▶ Task to carry out
From the line holding "if event.created_at >= ts" to the final line below, restate each line word for word and add nothing.

Dataset items:
****************

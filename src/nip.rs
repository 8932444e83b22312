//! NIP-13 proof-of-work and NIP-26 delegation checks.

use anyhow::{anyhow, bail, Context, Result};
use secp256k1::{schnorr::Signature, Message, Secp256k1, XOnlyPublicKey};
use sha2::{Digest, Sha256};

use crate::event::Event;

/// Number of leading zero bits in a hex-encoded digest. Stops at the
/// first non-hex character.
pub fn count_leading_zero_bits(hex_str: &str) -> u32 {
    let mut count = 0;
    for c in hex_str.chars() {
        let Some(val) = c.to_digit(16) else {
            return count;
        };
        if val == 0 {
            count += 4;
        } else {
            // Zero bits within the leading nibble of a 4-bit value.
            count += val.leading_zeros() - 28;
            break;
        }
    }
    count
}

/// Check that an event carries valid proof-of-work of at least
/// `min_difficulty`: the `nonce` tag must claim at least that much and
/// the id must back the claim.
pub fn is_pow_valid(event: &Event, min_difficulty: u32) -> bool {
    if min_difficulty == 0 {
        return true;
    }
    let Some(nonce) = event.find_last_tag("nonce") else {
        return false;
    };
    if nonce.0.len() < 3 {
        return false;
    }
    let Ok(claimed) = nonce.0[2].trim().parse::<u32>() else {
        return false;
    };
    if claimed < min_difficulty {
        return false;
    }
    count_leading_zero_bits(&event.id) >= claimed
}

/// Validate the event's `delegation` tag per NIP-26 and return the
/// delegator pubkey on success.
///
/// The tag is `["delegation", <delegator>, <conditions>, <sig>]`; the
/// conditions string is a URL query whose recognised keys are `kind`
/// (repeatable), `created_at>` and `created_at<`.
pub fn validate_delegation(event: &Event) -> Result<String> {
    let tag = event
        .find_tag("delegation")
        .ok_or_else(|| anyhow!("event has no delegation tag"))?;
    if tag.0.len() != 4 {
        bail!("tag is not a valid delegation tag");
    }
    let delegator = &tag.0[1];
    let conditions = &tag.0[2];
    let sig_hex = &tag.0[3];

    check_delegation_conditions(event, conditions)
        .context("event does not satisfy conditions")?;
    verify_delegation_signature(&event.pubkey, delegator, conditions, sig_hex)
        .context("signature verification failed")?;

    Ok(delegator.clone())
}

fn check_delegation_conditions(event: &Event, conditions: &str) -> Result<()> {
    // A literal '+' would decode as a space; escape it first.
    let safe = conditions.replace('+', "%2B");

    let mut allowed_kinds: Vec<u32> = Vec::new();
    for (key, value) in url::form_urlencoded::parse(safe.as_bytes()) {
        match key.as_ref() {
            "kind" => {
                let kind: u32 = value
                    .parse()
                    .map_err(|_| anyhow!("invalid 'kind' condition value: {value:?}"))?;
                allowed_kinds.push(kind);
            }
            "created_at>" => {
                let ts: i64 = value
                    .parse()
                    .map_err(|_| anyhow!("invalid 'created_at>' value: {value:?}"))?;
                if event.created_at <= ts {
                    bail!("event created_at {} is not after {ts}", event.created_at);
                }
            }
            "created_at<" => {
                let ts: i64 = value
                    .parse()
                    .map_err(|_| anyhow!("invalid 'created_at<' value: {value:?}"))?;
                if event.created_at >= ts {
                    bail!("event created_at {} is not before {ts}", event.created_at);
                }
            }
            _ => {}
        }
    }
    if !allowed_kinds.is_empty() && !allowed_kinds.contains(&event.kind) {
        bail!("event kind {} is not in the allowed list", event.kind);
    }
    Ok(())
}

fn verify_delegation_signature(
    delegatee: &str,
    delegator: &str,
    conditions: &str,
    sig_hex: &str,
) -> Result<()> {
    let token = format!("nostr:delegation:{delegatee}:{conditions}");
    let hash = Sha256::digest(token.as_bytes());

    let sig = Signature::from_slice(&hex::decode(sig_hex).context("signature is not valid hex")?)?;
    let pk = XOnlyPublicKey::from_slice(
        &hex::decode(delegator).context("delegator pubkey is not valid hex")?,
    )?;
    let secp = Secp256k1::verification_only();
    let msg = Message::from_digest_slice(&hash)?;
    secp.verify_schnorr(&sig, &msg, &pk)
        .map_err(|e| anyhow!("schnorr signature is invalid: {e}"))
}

****************

▶ Output of the task
                if event.created_at >= ts {
                    bail!("event created_at {} is not before {ts}", event.created_at);
                }
            }
            _ => {}
        }
    }
    if !allowed_kinds.is_empty() && !allowed_kinds.contains(&event.kind) {
        bail!("event kind {} is not in the allowed list", event.kind);
    }
    Ok(())
}

fn verify_delegation_signature(
    delegatee: &str,
    delegator: &str,
    conditions: &str,
    sig_hex: &str,
) -> Result<()> {
    let token = format!("nostr:delegation:{delegatee}:{conditions}");
    let hash = Sha256::digest(token.as_bytes());

    let sig = Signature::from_slice(&hex::decode(sig_hex).context("signature is not valid hex")?)?;
    let pk = XOnlyPublicKey::from_slice(
        &hex::decode(delegator).context("delegator pubkey is not valid hex")?,
    )?;
    let secp = Secp256k1::verification_only();
    let msg = Message::from_digest_slice(&hash)?;
    secp.verify_schnorr(&sig, &msg, &pk)
        .map_err(|e| anyhow!("schnorr signature is invalid: {e}"))
}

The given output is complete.